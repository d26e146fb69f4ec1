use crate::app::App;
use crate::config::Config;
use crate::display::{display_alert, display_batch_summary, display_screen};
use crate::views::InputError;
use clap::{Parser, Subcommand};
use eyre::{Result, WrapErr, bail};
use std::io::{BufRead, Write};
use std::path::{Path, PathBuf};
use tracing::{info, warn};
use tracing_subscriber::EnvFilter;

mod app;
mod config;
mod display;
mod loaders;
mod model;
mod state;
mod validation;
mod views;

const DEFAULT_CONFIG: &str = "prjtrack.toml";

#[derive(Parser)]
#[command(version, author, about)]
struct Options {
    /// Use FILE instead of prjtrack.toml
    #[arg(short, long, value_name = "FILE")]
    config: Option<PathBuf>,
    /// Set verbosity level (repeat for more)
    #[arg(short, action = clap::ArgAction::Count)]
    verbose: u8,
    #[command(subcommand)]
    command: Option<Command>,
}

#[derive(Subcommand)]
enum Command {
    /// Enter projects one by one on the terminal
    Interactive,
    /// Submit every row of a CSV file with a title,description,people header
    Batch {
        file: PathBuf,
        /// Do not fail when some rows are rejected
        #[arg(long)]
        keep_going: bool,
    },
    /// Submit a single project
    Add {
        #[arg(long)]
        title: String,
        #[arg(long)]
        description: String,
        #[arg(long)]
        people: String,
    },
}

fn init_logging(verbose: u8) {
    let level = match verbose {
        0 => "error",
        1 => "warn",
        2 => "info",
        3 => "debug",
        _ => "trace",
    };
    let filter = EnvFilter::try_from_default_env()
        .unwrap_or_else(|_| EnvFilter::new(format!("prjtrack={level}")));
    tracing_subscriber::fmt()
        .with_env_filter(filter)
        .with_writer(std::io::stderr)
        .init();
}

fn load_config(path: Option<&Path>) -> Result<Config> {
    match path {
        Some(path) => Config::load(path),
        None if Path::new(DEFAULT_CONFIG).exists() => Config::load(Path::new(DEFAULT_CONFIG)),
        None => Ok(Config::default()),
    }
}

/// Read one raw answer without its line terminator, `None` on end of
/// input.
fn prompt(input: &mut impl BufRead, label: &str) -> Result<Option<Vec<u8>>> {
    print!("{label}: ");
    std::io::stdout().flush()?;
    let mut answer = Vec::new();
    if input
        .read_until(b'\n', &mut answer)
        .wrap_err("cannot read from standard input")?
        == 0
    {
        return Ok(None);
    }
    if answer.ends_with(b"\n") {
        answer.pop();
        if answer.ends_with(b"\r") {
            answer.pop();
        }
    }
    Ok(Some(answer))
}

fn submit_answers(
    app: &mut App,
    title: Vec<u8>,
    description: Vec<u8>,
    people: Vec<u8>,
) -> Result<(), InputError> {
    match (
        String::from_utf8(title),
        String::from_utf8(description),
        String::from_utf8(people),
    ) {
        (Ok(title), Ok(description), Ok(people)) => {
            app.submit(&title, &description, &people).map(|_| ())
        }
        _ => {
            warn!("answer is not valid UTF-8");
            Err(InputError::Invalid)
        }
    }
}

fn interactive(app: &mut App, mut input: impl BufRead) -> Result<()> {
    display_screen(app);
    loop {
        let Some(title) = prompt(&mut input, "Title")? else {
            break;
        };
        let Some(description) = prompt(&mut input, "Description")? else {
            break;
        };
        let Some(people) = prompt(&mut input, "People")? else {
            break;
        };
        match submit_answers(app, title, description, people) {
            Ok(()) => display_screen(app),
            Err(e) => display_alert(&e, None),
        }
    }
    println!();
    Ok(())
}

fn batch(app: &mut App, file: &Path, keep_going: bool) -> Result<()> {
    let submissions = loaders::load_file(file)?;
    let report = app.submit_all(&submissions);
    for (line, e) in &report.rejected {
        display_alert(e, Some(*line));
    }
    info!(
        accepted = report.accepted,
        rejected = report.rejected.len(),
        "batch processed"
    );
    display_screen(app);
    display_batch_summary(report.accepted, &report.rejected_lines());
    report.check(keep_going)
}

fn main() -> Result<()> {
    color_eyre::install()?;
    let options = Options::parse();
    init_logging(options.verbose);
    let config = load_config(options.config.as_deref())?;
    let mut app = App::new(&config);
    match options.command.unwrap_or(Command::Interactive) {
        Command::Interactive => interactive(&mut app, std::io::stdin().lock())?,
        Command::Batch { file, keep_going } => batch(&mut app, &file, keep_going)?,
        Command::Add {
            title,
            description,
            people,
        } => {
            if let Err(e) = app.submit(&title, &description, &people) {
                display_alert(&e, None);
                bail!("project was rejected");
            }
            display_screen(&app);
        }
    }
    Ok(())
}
_ _ _ _ _
» EXERCISE INSTRUCTIONS:
Filter the data, keeping only the lines that contain "toml".

» WRITTEN ANSWER:
const DEFAULT_CONFIG: &str = "prjtrack.toml";
    /// Use FILE instead of prjtrack.toml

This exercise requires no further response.